En este estudio, el (FCFT) como aspersión foliar para infecciones por nematodos y hongos combinados (T9) igualó en número de frutos al tratamiento de control (T14). El mayor aumento en la longitud del fruto se registró en T4 (9.93 cm) seguido de (FCFP) ya que se desbordó con nematodos y hongos tratados juntos y con infección por hongos T6 (9.77 cm), así mismo el valor más bajo lo reportó el tratamiento con nematodos y hongos T5. (7,93 centímetros). La aplicación del (FCFP) como rebosado con nematodo y infección por hongos combinado (T6) logró el peso de los frutos (11.13 g), seguido del (FCFT) como tratamiento foliar con nematodo y infección por hongos combinado T9 (10.43 g), mientras que los valores más bajos los observaron los nematodos y la infección por hongos en el tratamiento T5 (7,17 g).

Los estudios anatómicos para dar seguimiento a los cambios en la estructura interna, que mostraron la respuesta más notoria contra el nematodo agallador, los hongos pudridores de la raíz y el filtrado del cultivo fúngico de P. chrysogenum aplicado en forma rebosada o foliar y su efecto en los conteos medios y mediciones en micras (μ) de ciertas características histológicas de la raíz, el tallo y la hoja de okra cultivada en macetas de plástico a los 60 días después de la siembra en base a secciones transversales.

Los datos de la Tabla 3 y las Figs. 3, 4 y 5 indican obviamente el efecto de diferentes tratamientos aplicados: T1 [Infección por nematodos (M. javanica)], T5 [Infección por nematodos (M. javanica) + Infección por hongos (F. solani)], T6 [Infección por nematodos (M. javanica) + Infección por hongos (F. solani)] . javanica) + Infección por hongos (F. solani) + Rebosado con filtrado de cultivo de hongos (P. chrysogenum)], T7 [Infección por nematodos (M. javanica) + Infección por hongos (F. solani) + Rebosado con filtrado de cultivo de hongos (Trichoderma spp) .)], T13 [Infección por hongos (F. solani)], y sobre diferentes características anatómicas de la raíz, el tallo y las hojas de la okra en comparación con plantas no tratadas (T14). En el estudio actual, la mayoría de estos tratamientos aplicados tienen un impacto positivo en la mayoría de las características histológicas estudiadas de diferentes órganos de la okra, es decir, raíz (Ø de la raíz, espesor de la corteza, Ø de VC y longitud del arco del xilema), para el tallo (Ø del tallo, espesor de corteza, Ø de VC y espesor de VB) así como de las hojas (grosor de tejidos esponjosos y en empalizada y espesor de VB).

Secciones transversales (×12,5) de raíces de okra a los 60 días después de la siembra afectadas por diferentes tratamientos aplicados.

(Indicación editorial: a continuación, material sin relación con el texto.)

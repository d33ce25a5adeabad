use std::io::ErrorKind;
use std::path::PathBuf;

use super::ConfigError;

pub trait ConfigContentProvider {
    /// `Ok(None)` means there is no stored config yet.
    fn get_config_content(&self) -> Result<Option<String>, ConfigError>;
    fn set_config_content(&self, content: &str) -> Result<(), ConfigError>;
}

pub struct FileContentConfigProvider {
    file_path: PathBuf,
}

impl FileContentConfigProvider {
    pub fn new(file_path: impl Into<PathBuf>) -> Self {
        Self {
            file_path: file_path.into(),
        }
    }
}

impl ConfigContentProvider for FileContentConfigProvider {
    fn get_config_content(&self) -> Result<Option<String>, ConfigError> {
        match std::fs::read_to_string(&self.file_path) {
            Ok(content) => Ok(Some(content)),
            Err(err) if err.kind() == ErrorKind::NotFound => Ok(None),
            Err(err) => Err(err.into()),
        }
    }

    fn set_config_content(&self, content: &str) -> Result<(), ConfigError> {
        std::fs::write(&self.file_path, content)?;
        Ok(())
    }
}
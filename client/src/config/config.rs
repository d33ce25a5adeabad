use serde::{Deserialize, Serialize};
use tictacpro_common::config::{
    ConfigManager, FileContentConfigProvider, Validate, YamlConfigSerializer,
};

use super::{GameMode, TicTacToeMatchConfig};

const CONFIG_FILE_NAME: &str = "tictacpro_config.yaml";

fn get_config_path() -> std::path::PathBuf {
    if let Ok(exe_path) = std::env::current_exe()
        && let Some(exe_dir) = exe_path.parent()
    {
        return exe_dir.join(CONFIG_FILE_NAME);
    }
    CONFIG_FILE_NAME.into()
}

pub fn get_config_manager() -> ConfigManager<FileContentConfigProvider, Config, YamlConfigSerializer>
{
    ConfigManager::from_yaml_file(get_config_path())
}

#[derive(Debug, PartialEq, Serialize, Deserialize, Clone, Default)]
pub struct Config {
    #[serde(default)]
    pub last_mode: GameMode,
    #[serde(default)]
    pub tictactoe: TicTacToeMatchConfig,
    /// Fixed seed for the computer's random picks; `None` draws a fresh one each run.
    #[serde(default)]
    pub rng_seed: Option<u64>,
}

impl Validate for Config {
    fn validate(&self) -> Result<(), String> {
        self.tictactoe.validate()?;
        Ok(())
    }
}

#[cfg(test)]
mod tests {
    use super::*;
    use tictacpro_common::config::{ConfigContentProvider, ConfigSerializer};
    use tictacpro_common::games::tictactoe::{Difficulty, Mark};

    fn get_temp_file_path() -> std::path::PathBuf {
        let random_number: u32 = rand::random();
        std::env::temp_dir().join(format!("temp_tictacpro_client_config_{}.yaml", random_number))
    }

    #[test]
    fn test_default_config_can_be_serialized_and_deserialized_string() {
        let default_config = Config::default();
        let serializer = YamlConfigSerializer::new();
        let serialized = serializer.serialize(&default_config).unwrap();
        let deserialized: Config = serializer.deserialize(&serialized).unwrap();
        assert_eq!(default_config, deserialized);
    }

    #[test]
    fn test_config_saved_by_manager_is_read_back() {
        let config = Config {
            last_mode: GameMode::HumanVsComputer,
            tictactoe: TicTacToeMatchConfig {
                difficulty: Difficulty::Hard,
                computer_mark: Mark::PlayerA,
                bot_move_delay_ms: 0,
            },
            rng_seed: Some(42),
        };
        let file_path = get_temp_file_path();
        let manager = ConfigManager::new(
            FileContentConfigProvider::new(&file_path),
            YamlConfigSerializer::new(),
        );
        manager.set_config(&config).unwrap();

        let reloaded: ConfigManager<_, Config, _> = ConfigManager::from_yaml_file(&file_path);
        assert_eq!(reloaded.get_config().unwrap(), config);
        let _ = std::fs::remove_file(file_path);
    }

    #[test]
    fn test_config_file_does_not_exist_returns_default_config() {
        let manager: ConfigManager<_, Config, _> =
            ConfigManager::from_yaml_file("this_file_does_not_exist.yaml");
        assert_eq!(manager.get_config().unwrap(), Config::default());
    }

    #[test]
    fn test_partial_file_fills_in_defaults() {
        let file_path = get_temp_file_path();
        let provider = FileContentConfigProvider::new(&file_path);
        provider.set_config_content("last_mode: HumanVsComputer\n").unwrap();

        let manager: ConfigManager<_, Config, _> =
            ConfigManager::new(provider, YamlConfigSerializer::new());
        let config = manager.get_config().unwrap();
        assert_eq!(config.last_mode, GameMode::HumanVsComputer);
        assert_eq!(config.tictactoe, TicTacToeMatchConfig::default());
        let _ = std::fs::remove_file(file_path);
    }

    #[test]
    fn test_empty_computer_mark_cant_be_read() {
        let invalid_config_content = r#"
            tictactoe:
              difficulty: Hard
              computer_mark: Empty
              bot_move_delay_ms: 100
        "#;

        let file_path = get_temp_file_path();
        let provider = FileContentConfigProvider::new(&file_path);
        provider.set_config_content(invalid_config_content).unwrap();

        let manager: ConfigManager<_, Config, _> =
            ConfigManager::new(provider, YamlConfigSerializer::new());
        assert!(manager.get_config().is_err());
        let _ = std::fs::remove_file(file_path);
    }

    #[test]
    fn test_excessive_delay_is_invalid() {
        let config = Config {
            tictactoe: TicTacToeMatchConfig {
                bot_move_delay_ms: 60_000,
                ..TicTacToeMatchConfig::default()
            },
            ..Config::default()
        };
        assert!(config.validate().is_err());
    }
}
use std::fmt;

use clap::ValueEnum;
use serde::{Deserialize, Serialize};

#[derive(Debug, Clone, Copy, PartialEq, Eq, Default, Serialize, Deserialize, ValueEnum)]
pub enum GameMode {
    #[default]
    HumanVsHuman,
    HumanVsComputer,
    /// Placeholder: there is no network play behind it.
    Online,
}

impl fmt::Display for GameMode {
    fn fmt(&self, f: &mut fmt::Formatter<'_>) -> fmt::Result {
        let name = match self {
            GameMode::HumanVsHuman => "Player vs Player",
            GameMode::HumanVsComputer => "vs Computer",
            GameMode::Online => "Online",
        };
        write!(f, "{}", name)
    }
}
use crate::games::MoveRng;
use super::board::{Board, get_available_moves};
use super::error::BotError;
use super::game_state::GameState;
use super::types::{CENTER, Difficulty, GameOutcome, Mark};
use super::win_detector::{check_win, evaluate};

const WIN_SCORE: i32 = 10;
const LOSS_SCORE: i32 = -10;
const DRAW_SCORE: i32 = 0;

pub struct BotInput {
    pub board: Board,
    pub computer_mark: Mark,
}

impl BotInput {
    pub fn new(board: Board, computer_mark: Mark) -> Self {
        Self { board, computer_mark }
    }

    pub fn from_game_state(state: &GameState) -> Self {
        Self {
            board: *state.board(),
            computer_mark: state.current_mark(),
        }
    }
}

pub fn select_move(
    board: &Board,
    difficulty: Difficulty,
    computer_mark: Mark,
    rng: &mut MoveRng,
) -> Result<usize, BotError> {
    calculate_move(difficulty, BotInput::new(*board, computer_mark), rng)
}

pub fn calculate_move(
    difficulty: Difficulty,
    input: BotInput,
    rng: &mut MoveRng,
) -> Result<usize, BotError> {
    match difficulty {
        Difficulty::Easy => calculate_random_move(&input, rng),
        Difficulty::Medium => calculate_heuristic_move(&input, rng),
        Difficulty::Hard => calculate_minimax_move(&input),
    }
}

struct Turn {
    bot_mark: Mark,
    opponent_mark: Mark,
    available_moves: Vec<usize>,
}

fn prepare_turn(input: &BotInput) -> Result<Turn, BotError> {
    let opponent_mark = input
        .computer_mark
        .opponent()
        .ok_or(BotError::NotAPlayerMark)?;

    if evaluate(&input.board).is_terminal() {
        return Err(BotError::NoLegalMove);
    }

    let available_moves = get_available_moves(&input.board);
    if available_moves.is_empty() {
        return Err(BotError::NoLegalMove);
    }

    Ok(Turn {
        bot_mark: input.computer_mark,
        opponent_mark,
        available_moves,
    })
}

fn calculate_random_move(input: &BotInput, rng: &mut MoveRng) -> Result<usize, BotError> {
    let turn = prepare_turn(input)?;
    rng.choose(&turn.available_moves).ok_or(BotError::NoLegalMove)
}

/// Win, then block, then center, then random. Each step returns as soon as it has a candidate.
/// Only one move ahead is examined, so a double threat by the opponent goes unnoticed.
fn calculate_heuristic_move(input: &BotInput, rng: &mut MoveRng) -> Result<usize, BotError> {
    let turn = prepare_turn(input)?;

    if let Some(index) = find_winning_move(&input.board, turn.bot_mark, &turn.available_moves) {
        return Ok(index);
    }

    if let Some(index) = find_winning_move(&input.board, turn.opponent_mark, &turn.available_moves)
    {
        return Ok(index);
    }

    if input.board.is_empty_at(CENTER) {
        return Ok(CENTER);
    }

    rng.choose(&turn.available_moves).ok_or(BotError::NoLegalMove)
}

pub fn calculate_minimax_move(input: &BotInput) -> Result<usize, BotError> {
    let turn = prepare_turn(input)?;
    let mut board = input.board;

    let mut best_move = None;
    let mut best_score = i32::MIN;

    for &index in &turn.available_moves {
        board.set(index, turn.bot_mark);
        // Alpha starts at the best score so far: a later move has to beat it strictly,
        // so pruned subtrees can never displace an earlier, lower index.
        let score = minimax(
            &mut board,
            false,
            turn.bot_mark,
            turn.opponent_mark,
            best_score,
            i32::MAX,
        );
        board.set(index, Mark::Empty);

        if score > best_score {
            best_score = score;
            best_move = Some(index);
        }
        if best_score == WIN_SCORE {
            break;
        }
    }

    best_move.ok_or(BotError::NoLegalMove)
}

fn find_winning_move(board: &Board, mark: Mark, moves: &[usize]) -> Option<usize> {
    moves.iter().copied().find(|&index| {
        let mut probe = *board;
        probe.set(index, mark);
        check_win(&probe) == Some(mark)
    })
}

fn minimax(
    board: &mut Board,
    is_maximizing: bool,
    bot_mark: Mark,
    opponent_mark: Mark,
    mut alpha: i32,
    mut beta: i32,
) -> i32 {
    match evaluate(board) {
        GameOutcome::Win { mark, .. } => {
            return if mark == bot_mark { WIN_SCORE } else { LOSS_SCORE };
        }
        GameOutcome::Draw => return DRAW_SCORE,
        GameOutcome::InProgress => {}
    }

    // Every ply fills one empty cell, so the recursion is bounded by the empty count.
    let moves = get_available_moves(board);

    if is_maximizing {
        let mut max_eval = i32::MIN;
        for index in moves {
            board.set(index, bot_mark);
            let eval = minimax(board, false, bot_mark, opponent_mark, alpha, beta);
            board.set(index, Mark::Empty);

            max_eval = max_eval.max(eval);
            alpha = alpha.max(eval);
            if beta <= alpha {
                break;
            }
        }
        max_eval
    } else {
        let mut min_eval = i32::MAX;
        for index in moves {
            board.set(index, opponent_mark);
            let eval = minimax(board, true, bot_mark, opponent_mark, alpha, beta);
            board.set(index, Mark::Empty);

            min_eval = min_eval.min(eval);
            beta = beta.min(eval);
            if beta <= alpha {
                break;
            }
        }
        min_eval
    }
}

Donde: T1 = [Infección por nematodos (M. javanica)]; T5 = [Infección por nematodos (M. javanica) + Infección por hongos (F. solani)]; T6 = [Infección por nematodos (M. javanica) + Infección por hongos (F. solani) + Rebosado con filtrado de cultivo de hongos (P. chrysogenum)]; T7 = [Infección por nematodos (M. javanica) + Infección por hongos (F. solani) + Rebosado con filtrado de cultivo de hongos (Trichoderma spp.)]; T13 = Infección por hongos (F. solani); T14 = [Control (sin tratar)]; Ep epidermis, tejido de corteza Co, tejido de floema Ph, tejido de xilema Xy.

Los resultados obtenidos mostraron claramente que la aplicación de T7 [Infección por nematodos (M. javanica) + Infección por hongos (F. solani) + Rebosado con filtrado de cultivo de hongos (Trichoderma spp.)] y T6 [Infección por nematodos (M. javanica) + Hongos infección (F. solani) + rebosado con filtrado de cultivo fúngico (P. chrysogenum)] registraron los valores más altos de las características anatómicas estudiadas después del tratamiento sin tratamiento (T14) en comparación con otros tratamientos aplicados.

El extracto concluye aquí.